::: Records for the task :::
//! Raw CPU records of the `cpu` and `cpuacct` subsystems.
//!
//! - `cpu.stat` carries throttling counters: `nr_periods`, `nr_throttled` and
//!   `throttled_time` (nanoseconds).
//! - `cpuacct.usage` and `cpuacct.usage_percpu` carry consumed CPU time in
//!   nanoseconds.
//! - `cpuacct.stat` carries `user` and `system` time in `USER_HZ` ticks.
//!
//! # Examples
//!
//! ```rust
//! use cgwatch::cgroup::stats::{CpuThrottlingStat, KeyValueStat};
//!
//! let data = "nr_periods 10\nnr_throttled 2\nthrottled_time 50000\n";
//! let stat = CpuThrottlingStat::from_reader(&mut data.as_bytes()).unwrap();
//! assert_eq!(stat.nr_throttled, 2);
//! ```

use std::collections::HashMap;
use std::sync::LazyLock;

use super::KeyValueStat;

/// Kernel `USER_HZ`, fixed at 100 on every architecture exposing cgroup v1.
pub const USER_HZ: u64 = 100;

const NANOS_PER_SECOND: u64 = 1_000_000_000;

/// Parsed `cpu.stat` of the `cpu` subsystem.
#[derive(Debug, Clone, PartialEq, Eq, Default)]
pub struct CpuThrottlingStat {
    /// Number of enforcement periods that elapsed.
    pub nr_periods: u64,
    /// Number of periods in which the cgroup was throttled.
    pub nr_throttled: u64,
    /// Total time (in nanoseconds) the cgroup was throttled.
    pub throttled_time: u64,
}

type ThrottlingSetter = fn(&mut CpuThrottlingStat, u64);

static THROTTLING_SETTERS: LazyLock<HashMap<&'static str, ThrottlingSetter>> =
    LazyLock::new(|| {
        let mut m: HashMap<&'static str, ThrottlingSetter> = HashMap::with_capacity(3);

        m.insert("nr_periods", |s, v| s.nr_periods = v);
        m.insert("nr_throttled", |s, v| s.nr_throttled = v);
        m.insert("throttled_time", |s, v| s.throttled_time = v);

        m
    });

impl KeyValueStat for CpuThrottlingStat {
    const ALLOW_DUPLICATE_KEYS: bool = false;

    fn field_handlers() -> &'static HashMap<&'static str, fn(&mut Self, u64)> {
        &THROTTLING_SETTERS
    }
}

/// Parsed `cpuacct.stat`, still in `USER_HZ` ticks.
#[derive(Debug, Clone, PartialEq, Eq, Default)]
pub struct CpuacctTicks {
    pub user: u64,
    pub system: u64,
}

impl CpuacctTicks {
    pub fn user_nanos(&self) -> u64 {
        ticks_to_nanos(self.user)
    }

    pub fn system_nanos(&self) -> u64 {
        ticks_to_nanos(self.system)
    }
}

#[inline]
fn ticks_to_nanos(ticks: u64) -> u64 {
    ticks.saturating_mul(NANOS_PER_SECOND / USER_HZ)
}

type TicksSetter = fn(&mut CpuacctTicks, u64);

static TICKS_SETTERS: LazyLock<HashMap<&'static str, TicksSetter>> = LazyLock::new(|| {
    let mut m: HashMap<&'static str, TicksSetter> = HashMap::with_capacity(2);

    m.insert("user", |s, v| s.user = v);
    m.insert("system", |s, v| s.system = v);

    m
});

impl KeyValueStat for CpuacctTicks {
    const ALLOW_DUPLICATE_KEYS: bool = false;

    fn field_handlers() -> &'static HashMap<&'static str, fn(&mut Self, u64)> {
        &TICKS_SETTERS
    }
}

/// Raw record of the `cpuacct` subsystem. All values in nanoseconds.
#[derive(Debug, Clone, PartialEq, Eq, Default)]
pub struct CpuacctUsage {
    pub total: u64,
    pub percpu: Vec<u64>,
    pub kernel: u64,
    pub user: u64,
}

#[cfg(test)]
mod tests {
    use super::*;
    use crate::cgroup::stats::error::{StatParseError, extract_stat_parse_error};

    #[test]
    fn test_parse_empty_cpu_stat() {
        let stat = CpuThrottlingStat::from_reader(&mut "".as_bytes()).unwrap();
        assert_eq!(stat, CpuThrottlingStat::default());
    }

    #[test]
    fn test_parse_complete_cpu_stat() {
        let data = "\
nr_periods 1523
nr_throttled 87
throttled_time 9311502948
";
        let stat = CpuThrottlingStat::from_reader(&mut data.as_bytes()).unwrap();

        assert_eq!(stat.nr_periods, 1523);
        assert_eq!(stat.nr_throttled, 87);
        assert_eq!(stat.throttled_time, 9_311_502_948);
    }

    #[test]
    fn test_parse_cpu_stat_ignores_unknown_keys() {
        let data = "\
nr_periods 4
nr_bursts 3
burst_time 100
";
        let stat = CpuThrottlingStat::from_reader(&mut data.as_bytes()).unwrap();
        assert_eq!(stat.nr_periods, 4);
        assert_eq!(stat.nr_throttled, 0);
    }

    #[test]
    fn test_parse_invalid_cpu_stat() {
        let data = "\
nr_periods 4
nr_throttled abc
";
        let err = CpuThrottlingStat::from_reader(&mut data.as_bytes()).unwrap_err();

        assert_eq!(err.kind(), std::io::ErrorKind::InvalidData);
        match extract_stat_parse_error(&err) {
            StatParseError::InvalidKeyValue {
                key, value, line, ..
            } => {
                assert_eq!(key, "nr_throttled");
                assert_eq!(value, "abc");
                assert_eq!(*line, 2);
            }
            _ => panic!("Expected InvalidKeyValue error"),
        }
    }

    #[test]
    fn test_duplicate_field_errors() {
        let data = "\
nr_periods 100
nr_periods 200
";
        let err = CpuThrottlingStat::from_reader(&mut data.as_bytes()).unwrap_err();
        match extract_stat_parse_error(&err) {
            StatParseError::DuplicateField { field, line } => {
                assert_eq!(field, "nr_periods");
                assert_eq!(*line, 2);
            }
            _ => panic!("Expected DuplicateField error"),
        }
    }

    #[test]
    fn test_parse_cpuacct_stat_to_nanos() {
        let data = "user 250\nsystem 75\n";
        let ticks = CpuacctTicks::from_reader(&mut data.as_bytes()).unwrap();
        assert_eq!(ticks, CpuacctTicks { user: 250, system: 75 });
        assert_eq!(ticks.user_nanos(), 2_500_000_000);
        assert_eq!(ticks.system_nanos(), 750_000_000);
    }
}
:::
Start at the first line of the entries and stop at the line that contains "static THROTTLING_SETTERS: LazyLock<HashMap<&'static". Repeat every line in that span exactly, and nothing beyond it.

//! Raw CPU records of the `cpu` and `cpuacct` subsystems.
//!
//! - `cpu.stat` carries throttling counters: `nr_periods`, `nr_throttled` and
//!   `throttled_time` (nanoseconds).
//! - `cpuacct.usage` and `cpuacct.usage_percpu` carry consumed CPU time in
//!   nanoseconds.
//! - `cpuacct.stat` carries `user` and `system` time in `USER_HZ` ticks.
//!
//! # Examples
//!
//! ```rust
//! use cgwatch::cgroup::stats::{CpuThrottlingStat, KeyValueStat};
//!
//! let data = "nr_periods 10\nnr_throttled 2\nthrottled_time 50000\n";
//! let stat = CpuThrottlingStat::from_reader(&mut data.as_bytes()).unwrap();
//! assert_eq!(stat.nr_throttled, 2);
//! ```

use std::collections::HashMap;
use std::sync::LazyLock;

use super::KeyValueStat;

/// Kernel `USER_HZ`, fixed at 100 on every architecture exposing cgroup v1.
pub const USER_HZ: u64 = 100;

const NANOS_PER_SECOND: u64 = 1_000_000_000;

/// Parsed `cpu.stat` of the `cpu` subsystem.
#[derive(Debug, Clone, PartialEq, Eq, Default)]
pub struct CpuThrottlingStat {
    /// Number of enforcement periods that elapsed.
    pub nr_periods: u64,
    /// Number of periods in which the cgroup was throttled.
    pub nr_throttled: u64,
    /// Total time (in nanoseconds) the cgroup was throttled.
    pub throttled_time: u64,
}

type ThrottlingSetter = fn(&mut CpuThrottlingStat, u64);

static THROTTLING_SETTERS: LazyLock<HashMap<&'static str, ThrottlingSetter>> =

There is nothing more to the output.